Running a little behind on this one but I've only just managed to watch the final episode of series three. As I wrote last year on hearing the news of Ben Miller's departure, I wasn't sure that the show could survive without him. Well, it survived and has been commissioned for a fourth series but is it as good? I'm sorry but nope, not nearly as good.
Let's start with the way they dispatched DI Richard Poole (Miller). It was disrespectful to the fans to treat him like just any other murder victim, not allowing him any closure with Camille (Sara Martins), for instance. While I liked the fact that he solved his own murder from beyond the grave, it was wrapped up far too neatly and he was literally never mentioned again. I know this is light and frothy murder but the death of your superior officer, especially one you were falling for in Camille's case, has to have after-effects. It made the rest of the series seem like an exercise in brainwashing: DI Poole never existed, look - here's Humphrey!
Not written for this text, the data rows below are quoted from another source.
pub mod brush;
pub mod colors;
pub mod config;
pub mod controller;
pub mod error;
pub mod ld;
pub mod markers;
pub mod matrix;
pub mod mini_map;
pub mod parse;
pub mod render_svg;
pub mod scales;
pub mod zoom_map;

pub use config::BubbleMapConfig;
pub use controller::EqtlController;
pub use error::EqtlMapError;
pub use matrix::MatrixModel;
What of DI Humphrey Goodman (Kris Marshall) himself? Well, I suspected the fish-out-of-water scenario would disintegrate and it did. Instead, the hook they hang everything on is Goodman's accident-prone nature. It might've been funny the first few times but it's already a trope - I dread to think how tiresome it'll feel by the end of the next series. When he's not appearing ridiculous, Goodman's not actually too bad a character but he's bland, very bland. It feels like his accidents and his riddles are the only glimmers of personality allowed to him. Oh, apart from the Camille thing...
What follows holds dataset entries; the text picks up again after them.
//! The overview: the whole matrix compressed into a bounded pixel budget,
//! laid out for a fast non-interactive raster. Cell size shrinks as the
//! column count grows, clamped to a configured range; the overview never
//! shrinks below the viewport but can grow wider once cells hit the
//! minimum size floor.

use crate::colors::Rgb;
use crate::config::{BubbleMapConfig, DataType};
use crate::matrix::{ColKey, MatrixModel, RowKey};
use crate::scales::{BandScale, ColorScale, RadiusScale};

#[derive(Clone, Copy, Debug, Default, PartialEq)]
pub struct MiniMapDimensions {
    pub cell: f64,
    pub width: f64,
    pub height: f64,
}

pub fn set_dimensions(
    config: &BubbleMapConfig,
    column_count: usize,
    row_count: usize,
) -> MiniMapDimensions {
    let available = config.mini_width;
    let cell = (available / column_count as f64)
        .clamp(config.mini_min_cell, config.mini_max_cell);
    let width = (cell * column_count as f64).max(available);
    let height = (cell * row_count as f64).max(config.mini_min_height);
    MiniMapDimensions { cell, width, height }
}

#[derive(Clone, Debug, PartialEq)]
pub struct MiniCell {
    pub row: RowKey,
    pub col: ColKey,
    pub x: f64,
    pub y: f64,
    pub radius: f64,
    pub fill: Rgb,
    pub muted: bool,
}

#[derive(Clone, Debug)]
pub struct MiniMap {
    dims: MiniMapDimensions,
    x: BandScale,
    y: BandScale,
    cells: Vec<MiniCell>,
}

impl MiniMap {
    pub fn new(model: &MatrixModel, config: &BubbleMapConfig, data_type: DataType) -> Self {
        let mut mini = Self {
            dims: MiniMapDimensions::default(),
            x: BandScale::default(),
            y: BandScale::default(),
            cells: vec![],
        };
        mini.update(model, config, data_type);
        mini
    }

    /// Full re-layout; the mini map carries no interaction state worth
    /// diffing for.
    pub fn update(&mut self, model: &MatrixModel, config: &BubbleMapConfig, data_type: DataType) {
        self.dims = set_dimensions(config, model.columns().len(), model.rows().len());
        self.x = BandScale::new(model.columns().iter().cloned(), self.dims.cell);
        self.y = BandScale::new(model.rows().iter().cloned(), self.dims.cell);

        let color = match data_type {
            DataType::Diverging => {
                let max_abs = model
                    .cells()
                    .iter()
                    .map(|c| c.value.abs())
                    .fold(0.0_f64, f64::max);
                ColorScale::diverging(max_abs)
            }
            DataType::Sequential => {
                let max = model
                    .cells()
                    .iter()
                    .map(|c| c.value)
                    .fold(0.0_f64, f64::max);
                ColorScale::sequential(max)
            }
        };
        let max_magnitude = model
            .cells()
            .iter()
            .map(|c| c.magnitude)
            .fold(0.0_f64, f64::max);
        let radius = RadiusScale::new(max_magnitude, self.dims.cell / 2.0);

        let half = self.dims.cell / 2.0;
        self.cells = model
            .cells()
            .iter()
            .filter_map(|cell| {
                let x = self.x.position(&cell.col)?;
                let y = self.y.position(&cell.row)?;
                Some(MiniCell {
                    row: cell.row.clone(),
                    col: cell.col.clone(),
                    x: x + half,
                    y: y + half,
                    radius: radius.radius(cell.magnitude),
                    fill: color.color(cell.value),
                    muted: cell.filtered.any(),
                })
            })
            .collect();
    }

    pub fn dimensions(&self) -> MiniMapDimensions {
        self.dims
    }

    /// The column scale the brush controller translates pixel extents with.
    pub fn x_scale(&self) -> &BandScale {
        &self.x
    }

    pub fn y_scale(&self) -> &BandScale {
        &self.y
    }

    pub fn cells(&self) -> &[MiniCell] {
        &self.cells
    }
}

#[cfg(test)]
mod tests {
    use super::*;
    use crate::matrix::{Cell, VariantInfo};
    use std::collections::HashMap;

    fn config(width: f64) -> BubbleMapConfig {
        BubbleMapConfig {
            mini_width: width,
            ..BubbleMapConfig::default()
        }
    }

    #[test]
    fn test_cell_size_clamped_to_max() {
        // Few columns: width/count would exceed the max cell size.
        let dims = set_dimensions(&config(800.0), 10, 5);
        assert_eq!(dims.cell, 5.0);
        assert_eq!(dims.width, 800.0);
    }

    #[test]
    fn test_cell_size_clamped_to_min_and_width_grows() {
        // Many columns: cells hit the floor and the map outgrows the viewport.
        let dims = set_dimensions(&config(800.0), 500, 5);
        assert_eq!(dims.cell, 2.0);
        assert_eq!(dims.width, 1000.0);
    }

    #[test]
    fn test_height_floor() {
        let dims = set_dimensions(&config(800.0), 200, 3);
        assert_eq!(dims.cell, 4.0);
        assert_eq!(dims.height, 40.0);
    }

    #[test]
    fn test_layout_positions() {
        let mut column_meta = HashMap::new();
        for (i, c) in ["v1", "v2"].iter().enumerate() {
            column_meta.insert(
                c.to_string(),
                VariantInfo {
                    position: 100 * (i as i64 + 1),
                    tss_distance: 0,
                    display_id: c.to_string(),
                    rs_id: format!("rs_{c}"),
                },
            );
        }
        let model = MatrixModel::new(
            vec!["Liver".to_string()],
            vec!["v1".to_string(), "v2".to_string()],
            vec![
                Cell::new("Liver", "v1", 0.5, 2.0),
                Cell::new("Liver", "v2", -0.2, 1.0),
            ],
            column_meta,
        )
        .unwrap();
        let mini = MiniMap::new(&model, &config(800.0), DataType::Diverging);
        assert_eq!(mini.dimensions().cell, 5.0);
        assert_eq!(mini.cells().len(), 2);
        assert_eq!(mini.cells()[0].x, 2.5);
        assert_eq!(mini.cells()[1].x, 7.5);
    }
}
Perhaps this is the part I most resent. Pushing a romance between Goodman and Camille was stupid but it was evident all series. It disregards Camille's will they/won't they romance with Poole and gives the impression that the writers just had to have a potential couple as their leads. They didn't. A friendship would've worked very well on its own, which is why I actually screamed when Goodman's wife decided not to join him in the first episode. It was being shoehorned into the plot and, quite frankly, it felt stupid. Maybe if they'd given it a few series the relationship would've developed properly. As it is, when Goodman revealed his feelings to Fidel in the final episode I just rolled my eyes.
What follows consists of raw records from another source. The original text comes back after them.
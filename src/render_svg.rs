//! Headless SVG export of the full bubble-map scene: mini map with the
//! brush rectangle, the zoom view with its windowed marks and labels, the
//! marker rows, the LD triangle and the legends. One self-contained
//! document per call, no renderer state.

use crate::controller::EqtlController;
use crate::ld::{self, TrianglePanel};
use crate::markers::SiteKind;
use svg::node::element::{Circle, Group, Line, Polygon, Rectangle, Text};
use svg::Document;

const MINI_GAP: f64 = 20.0;
const TRACK_HEIGHT: f64 = 10.0;
const MARKER_RISE: f64 = 14.0;
const LEGEND_HEIGHT: f64 = 70.0;
const LEGEND_SWATCH: f64 = 18.0;
const BADGE_GAP: f64 = 6.0;
const SEARCH_COLOR: &str = "#d66400";
const MUTED_OPACITY: f64 = 0.15;

fn text(content: &str, x: f64, y: f64, size: u32) -> Text {
    Text::new(content)
        .set("x", x)
        .set("y", y)
        .set("font-family", "sans-serif")
        .set("font-size", size)
        .set("fill", "#374151")
}

pub fn export_bubble_map_svg(controller: &EqtlController) -> String {
    let config = controller.config();
    let zoom = controller.zoom();
    let left = config.padding_left;
    let top = config.padding_top;

    let mini_height = controller
        .mini()
        .map(|mini| mini.dimensions().height + MINI_GAP)
        .unwrap_or(0.0);
    let zoom_top = top + mini_height;
    let ld_top = zoom_top + zoom.total_height() + TRACK_HEIGHT;
    let visible = controller.visible_columns();
    let panel = TrianglePanel::new(&visible, zoom.cell_size());
    let width = (left + zoom.view_width()).max(
        controller
            .mini()
            .map(|mini| left + mini.dimensions().width)
            .unwrap_or(0.0),
    );
    let height = ld_top + panel.panel_size() / 2.0 + LEGEND_HEIGHT;

    let mut doc = Document::new()
        .set("viewBox", (0.0, 0.0, width, height))
        .set("width", width)
        .set("height", height)
        .add(
            Rectangle::new()
                .set("x", 0)
                .set("y", 0)
                .set("width", width)
                .set("height", height)
                .set("fill", "#ffffff"),
        );

    doc = doc.add(text(&controller.summary_text(), left, top - 40.0, 12));
    if let Some(report) = controller.filter_report() {
        doc = doc.add(text(&report, left, top - 24.0, 11));
    }

    if let Some(mini) = controller.mini() {
        doc = doc.add(mini_map_group(controller, mini, left, top));
    }
    doc = doc.add(zoom_group(controller, left, zoom_top));
    doc = doc.add(proximity_group(controller, left, zoom_top));
    doc = doc.add(ld_group(controller, &panel, left, ld_top));
    doc = doc.add(legend_group(controller, left, ld_top + panel.panel_size() / 2.0));

    doc.to_string()
}

fn mini_map_group(
    controller: &EqtlController,
    mini: &crate::mini_map::MiniMap,
    left: f64,
    top: f64,
) -> Group {
    let mut group = Group::new().set("transform", format!("translate({left},{top})"));
    for cell in mini.cells() {
        group = group.add(
            Circle::new()
                .set("cx", cell.x)
                .set("cy", cell.y)
                .set("r", cell.radius)
                .set("fill", cell.fill.hex())
                .set("fill-opacity", if cell.muted { MUTED_OPACITY } else { 1.0 }),
        );
    }
    if let Some(brush) = controller.brush() {
        let extent = brush.extent();
        group = group.add(
            Rectangle::new()
                .set("x", extent.start)
                .set("y", 0)
                .set("width", extent.width().max(mini.x_scale().band_width()))
                .set("height", mini.dimensions().height)
                .set("fill", "#6b7280")
                .set("fill-opacity", 0.25)
                .set("stroke", "#374151"),
        );
    }
    group
}

fn zoom_group(controller: &EqtlController, left: f64, top: f64) -> Group {
    let zoom = controller.zoom();
    let badges = controller.badges();
    let mut group = Group::new().set("transform", format!("translate({left},{top})"));

    let mut marks = Group::new().set(
        "transform",
        format!("translate({},0)", zoom.pan_offset()),
    );
    for mark in zoom.marks().iter().filter(|mark| !mark.hidden) {
        let mut circle = Circle::new()
            .set("cx", mark.x)
            .set("cy", mark.y)
            .set("r", mark.radius)
            .set("fill", mark.fill.hex())
            .set("fill-opacity", if mark.muted { MUTED_OPACITY } else { 1.0 });
        if mark.highlighted {
            circle = circle.set("stroke", "#111315").set("stroke-width", 2);
        }
        marks = marks.add(circle);
    }

    let search: Vec<&str> = controller
        .search_matches()
        .iter()
        .map(String::as_str)
        .collect();
    for label in zoom.column_labels().iter().filter(|label| !label.hidden) {
        let matched = search.contains(&label.col.as_str());
        let mut node = Text::new(label.text.clone())
            .set("x", 0)
            .set("y", 0)
            .set("font-family", "sans-serif")
            .set("font-size", 10)
            .set(
                "transform",
                format!(
                    "translate({},{}) rotate(-90)",
                    label.x,
                    zoom.map_height() + MARKER_RISE + TRACK_HEIGHT
                ),
            )
            .set("text-anchor", "end")
            .set("fill", if matched { SEARCH_COLOR } else { "#374151" });
        if matched {
            node = node.set("font-weight", "bold");
        }
        marks = marks.add(node);
    }

    for marker in controller.site_markers() {
        let Some(x) = controller.scales().x.position(&marker.col) else {
            continue;
        };
        let label = match marker.kind {
            SiteKind::Tss => "TSS",
            SiteKind::Tes => "TES",
        };
        let x = x + controller.zoom().cell_size() / 2.0;
        marks = marks
            .add(
                Line::new()
                    .set("x1", x)
                    .set("y1", -MARKER_RISE)
                    .set("x2", x)
                    .set("y2", zoom.map_height())
                    .set("stroke", "#111315")
                    .set("stroke-dasharray", "3,3"),
            )
            .add(text(label, x, -MARKER_RISE - 2.0, 10).set("text-anchor", "middle"));
    }
    if let Some(pinned) = controller.pinned_snp() {
        if let Some(x) = controller.scales().x.position(pinned) {
            let x = x + zoom.cell_size() / 2.0;
            marks = marks.add(
                text("\u{25BC}", x, -2.0, 10)
                    .set("text-anchor", "middle")
                    .set("fill", SEARCH_COLOR),
            );
        }
    }
    group = group.add(marks);

    // Row labels and badges sit in the fixed left gutter, outside the pan.
    for label in zoom.row_labels() {
        group = group.add(
            text(&label.row, -BADGE_GAP, label.y + 3.0, 11).set("text-anchor", "end"),
        );
        if let Some(count) = badges.get(&label.row) {
            group = group.add(
                text(&format!("({count})"), -left + BADGE_GAP, label.y + 3.0, 9)
                    .set("fill", "#6b7280"),
            );
        }
    }
    group
}

fn proximity_group(controller: &EqtlController, left: f64, zoom_top: f64) -> Group {
    let zoom = controller.zoom();
    let cell = zoom.cell_size();
    let y = zoom.map_height() + 2.0;
    let visible = controller.visible_columns();
    let mut group = Group::new().set(
        "transform",
        format!(
            "translate({},{}) translate({},0)",
            left,
            zoom_top,
            zoom.pan_offset()
        ),
    );
    for entry in controller.proximity_track() {
        if !visible.contains(&entry.col) {
            continue;
        }
        let Some(x) = controller.scales().x.position(&entry.col) else {
            continue;
        };
        let mut rect = Rectangle::new()
            .set("x", x)
            .set("y", y)
            .set("width", cell)
            .set("height", TRACK_HEIGHT)
            .set("fill", entry.shade.hex());
        if entry.in_exon {
            rect = rect.set("stroke", SEARCH_COLOR).set("stroke-width", 1);
        }
        group = group.add(rect);
    }
    group
}

fn ld_group(controller: &EqtlController, panel: &TrianglePanel, left: f64, top: f64) -> Group {
    let mut group = Group::new().set("transform", format!("translate({left},{top})"));
    group = group.add(text(&controller.config().ld_title, 0.0, -6.0, 11));
    for pair in controller.ld_pairs() {
        let Some(corners) = panel.diamond(&pair.a, &pair.b) else {
            continue;
        };
        let points = corners
            .iter()
            .map(|(x, y)| format!("{x:.2},{y:.2}"))
            .collect::<Vec<_>>()
            .join(" ");
        group = group.add(
            Polygon::new()
                .set("points", points)
                .set("fill", crate::colors::ld_shade(pair.r2).hex())
                .set("stroke", "#d1d5db")
                .set("stroke-width", 0.5),
        );
    }
    group
}

fn legend_group(controller: &EqtlController, left: f64, top: f64) -> Group {
    let config = controller.config();
    let scales = controller.scales();
    let mut group = Group::new().set("transform", format!("translate({left},{top})"));

    group = group.add(text(&config.color_title, 0.0, 10.0, 10));
    for (i, (value, color)) in scales.color.stops().iter().enumerate() {
        let x = i as f64 * (LEGEND_SWATCH + 2.0);
        group = group
            .add(
                Rectangle::new()
                    .set("x", x)
                    .set("y", 14.0)
                    .set("width", LEGEND_SWATCH)
                    .set("height", LEGEND_SWATCH)
                    .set("fill", color.hex()),
            )
            .add(
                text(&format!("{value:.1}"), x, 14.0 + LEGEND_SWATCH + 10.0, 8),
            );
    }

    let radius_x = scales.color.stops().len() as f64 * (LEGEND_SWATCH + 2.0) + 40.0;
    group = group.add(text(&config.radius_title, radius_x, 10.0, 10));
    for (i, fraction) in [0.25, 0.5, 0.75, 1.0].iter().enumerate() {
        let magnitude = scales.radius.max_magnitude() * fraction;
        let x = radius_x + i as f64 * (LEGEND_SWATCH + 14.0);
        group = group
            .add(
                Circle::new()
                    .set("cx", x + LEGEND_SWATCH / 2.0)
                    .set("cy", 14.0 + LEGEND_SWATCH / 2.0)
                    .set("r", scales.radius.radius(magnitude))
                    .set("fill", "#9ca3af"),
            )
            .add(text(
                &format!("{magnitude:.1}"),
                x,
                14.0 + LEGEND_SWATCH + 10.0,
                8,
            ));
    }

    let ld_x = radius_x + 4.0 * (LEGEND_SWATCH + 14.0) + 40.0;
    group = group.add(text("r\u{00B2}", ld_x, 10.0, 10));
    for (i, (r2, color)) in ld::legend_steps().iter().enumerate() {
        let x = ld_x + i as f64 * (LEGEND_SWATCH / 1.5);
        group = group
            .add(
                Rectangle::new()
                    .set("x", x)
                    .set("y", 14.0)
                    .set("width", LEGEND_SWATCH / 1.5)
                    .set("height", LEGEND_SWATCH / 1.5)
                    .set("fill", color.hex())
                    .set("stroke", "#d1d5db")
                    .set("stroke-width", 0.3),
            )
            .add(text(&format!("{r2:.1}"), x, 14.0 + LEGEND_SWATCH, 7));
    }
    group
}

#[cfg(test)]
mod tests {
    use super::*;
    use crate::config::BubbleMapConfig;
    use crate::parse::{build_model, EqtlRecord, GeneRecord};

    fn record(tissue: &str, variant: &str, pos: i64, p: f64, nes: f64) -> EqtlRecord {
        EqtlRecord {
            tissue_site_detail_id: tissue.to_string(),
            snp_id: format!("rs_{variant}"),
            variant_id: variant.to_string(),
            pos,
            p_value: p,
            nes,
        }
    }

    fn controller(column_count: usize) -> EqtlController {
        let gene = GeneRecord {
            gencode_id: "ENSG0001".to_string(),
            gene_symbol: "TEST1".to_string(),
            chromosome: "1".to_string(),
            start: 1_000,
            end: 2_000,
            strand: "+".to_string(),
            tss: 1_000,
            description: None,
        };
        let records: Vec<EqtlRecord> = (0..column_count)
            .flat_map(|i| {
                vec![
                    record("Liver", &format!("v{i:04}"), 1_000 + i as i64, 0.01, 0.4),
                    record("Lung", &format!("v{i:04}"), 1_000 + i as i64, 0.05, -0.2),
                ]
            })
            .collect();
        let model = build_model(&records, 1_000).unwrap();
        EqtlController::new(gene, model, BubbleMapConfig::default())
    }

    #[test]
    fn test_export_small_map() {
        let controller = controller(10);
        let svg = export_bubble_map_svg(&controller);
        assert!(svg.starts_with("<svg"));
        // 20 zoom circles plus the 4 radius-legend circles; no mini map.
        assert_eq!(svg.matches("<circle").count(), 24);
        assert!(svg.contains("TEST1"));
        assert!(svg.contains("Color Range (NES)"));
    }

    #[test]
    fn test_export_wide_map_has_mini_and_window() {
        let mut controller = controller(200);
        controller.apply_ld_response(
            "ENSG0001",
            vec![("v0000".to_string(), "v0001".to_string(), 0.9)],
        );
        let svg = export_bubble_map_svg(&controller);
        // Mini map cells (400) + visible zoom marks (80 * 2) + legend (4).
        assert_eq!(svg.matches("<circle").count(), 400 + 160 + 4);
        // Brush rectangle and LD diamonds are present.
        assert!(svg.contains("fill-opacity=\"0.25\""));
        assert!(svg.matches("<polygon").count() >= 80);
    }

    #[test]
    fn test_muted_marks_keep_their_circles() {
        let mut controller = controller(10);
        controller.set_magnitude_filter(1.5);
        let svg = export_bubble_map_svg(&controller);
        // -log10(0.05) < 1.5: Lung cells are muted, not dropped.
        assert_eq!(svg.matches("<circle").count(), 24);
        assert_eq!(svg.matches("fill-opacity=\"0.15\"").count(), 10);
    }
}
So, to recap. If you kill off your protagonist, don't pretend as though he never existed afterwards. If you have cultivated a relationship between two characters and one dies, don't pretend he never existed then either. Create characters using more than a few bullet points and do not devalue your fan base by forcing romances to develop. Oh, and as an extra, I know that the thrill of murder mystery shows is working out who did it and how but I figured it out within the first few minutes on three occasions this series - not an incentive to keep watching.
3 comments:
Exactly! Brilliantly articulated.
Spot on!
Captures everything I've thought. No point saying they had to kill Richard as it would have been out of character for him to choose to leave- then have everyone act out of character in the aftermath of his death!